(Stored data)

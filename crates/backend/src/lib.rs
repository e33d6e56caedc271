//! SIR - Backend fleet
//!
//! The core of the relay: a [`Fleet`] of downstream [`Endpoint`]s, each
//! with an optional disk-backed [`Bufferer`] absorbing batches while its
//! downstream is unavailable.
//!
//! # Architecture
//!
//! ```text
//! [front door] --Batch--> Fleet::post
//!                            |  db_regex routing (cached per database)
//!                            v
//!                    Endpoint::post ----active----> downstream /write
//!                            |                          ^
//!                        not active                     |
//!                            v                          |
//!                       Bufferer (disk) --backlog drain-+
//! ```
//!
//! Each endpoint runs in its own task; buffering endpoints run two more
//! (the bufferer flush loop and the backlog drainer). Shutdown flows
//! fleet -> endpoint -> children, draining and persisting on the way
//! down.

mod bufferer;
mod endpoint;
mod error;
mod fleet;
mod status;

#[cfg(test)]
mod testutil;

pub use bufferer::{BUFFER_MEASUREMENT, BufferFile, Bufferer, INPUT_QUEUE_CAPACITY};
pub use endpoint::{BACKEND_MEASUREMENT, DB_MEASUREMENT, DEFAULT_NUM_RQ, Endpoint};
pub use error::{BackendError, Result};
pub use fleet::{Fleet, FleetTelemetry};
pub use status::EndpointStatus;

/// Wall-clock timestamp in nanoseconds for telemetry points
pub(crate) fn now_nanos() -> i64 {
    std::time::SystemTime::now()
        .duration_since(std::time::UNIX_EPOCH)
        .map(|d| d.as_nanos() as i64)
        .unwrap_or(0)
}
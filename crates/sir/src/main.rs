//! SIR - simple influx relay
//!
//! # Usage
//!
//! ```bash
//! # Run with the default config file (sir.conf)
//! sir
//!
//! # Run with an explicit config
//! sir --config configs/sir.toml
//!
//! # Verbose logging
//! sir --log-level debug
//! ```
//!
//! A missing config file is not fatal: the relay logs a warning and runs
//! from a built-in default pointing at a local downstream on port 8086.

use std::path::{Path, PathBuf};
use std::sync::Arc;

use anyhow::{Context, Result, bail};
use clap::Parser;
use sir_backend::Fleet;
use sir_config::Config;
use sir_listener::HttpListener;
use tokio_util::sync::CancellationToken;
use tracing_subscriber::{EnvFilter, fmt, prelude::*};

/// Built-in fallback used when the config file does not exist
const DEFAULT_CONFIG: &str = r#"
[listener]
addr = "127.0.0.1:8186"

[internal]
enable = true
frequency = "60s"

[server.local]
server_name = "localhost"
port = 8086
timeout = "40s"
"#;

/// SIR - HTTP relay for time-series line-protocol writes
#[derive(Parser, Debug)]
#[command(name = "sir")]
#[command(version, about, long_about = None)]
struct Cli {
    /// Path to configuration file
    #[arg(short, long, default_value = "sir.conf")]
    config: PathBuf,

    /// Log level (trace, debug, info, warn, error)
    #[arg(short, long, default_value = "info")]
    log_level: String,
}

#[tokio::main]
async fn main() -> Result<()> {
    let cli = Cli::parse();
    init_logging(&cli.log_level)?;

    let config = load_config(&cli.config)?;
    if config.server.is_empty() {
        bail!("no backend endpoints configured");
    }

    let fleet = Arc::new(Fleet::from_config(&config).context("building backend fleet")?);
    let listener = HttpListener::new(config.listener.clone(), Arc::clone(&fleet) as Arc<dyn sir_listener::Backend>);

    let fleet_task = {
        let fleet = Arc::clone(&fleet);
        tokio::spawn(async move { fleet.run().await })
    };

    let shutdown = CancellationToken::new();
    let mut listener_task = tokio::spawn(listener.run(shutdown.clone()));

    tokio::select! {
        _ = tokio::signal::ctrl_c() => {
            tracing::info!("interrupt received, stopping");
        }
        result = &mut listener_task => {
            fleet.stop();
            let _ = fleet_task.await;
            result.context("listener task panicked")??;
            bail!("front door exited unexpectedly");
        }
    }

    // Stop the front door first so no new batches arrive while the fleet
    // drains and persists its buffers.
    shutdown.cancel();
    listener_task.await.context("listener task panicked")??;

    fleet.stop();
    let _ = fleet_task.await;

    tracing::info!("shutdown complete");
    Ok(())
}

fn load_config(path: &Path) -> Result<Config> {
    if path.exists() {
        return Config::from_file(path).with_context(|| format!("loading {}", path.display()));
    }
    tracing::warn!(
        path = %path.display(),
        "config file not found, using built-in defaults"
    );
    DEFAULT_CONFIG
        .parse()
        .context("parsing built-in default config")
}

fn init_logging(level: &str) -> Result<()> {
    let filter = EnvFilter::try_from_default_env()
        .or_else(|_| EnvFilter::try_new(level))
        .context("invalid log level")?;

    tracing_subscriber::registry()
        .with(fmt::layer())
        .with(filter)
        .init();
    Ok(())
}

● **Task details**: Copy out each line of the entries where the word "main" is found.

● **Answer for the task**:
filename crates/sir/src/main.rs
#[tokio::main]
async fn main() -> Result<()> {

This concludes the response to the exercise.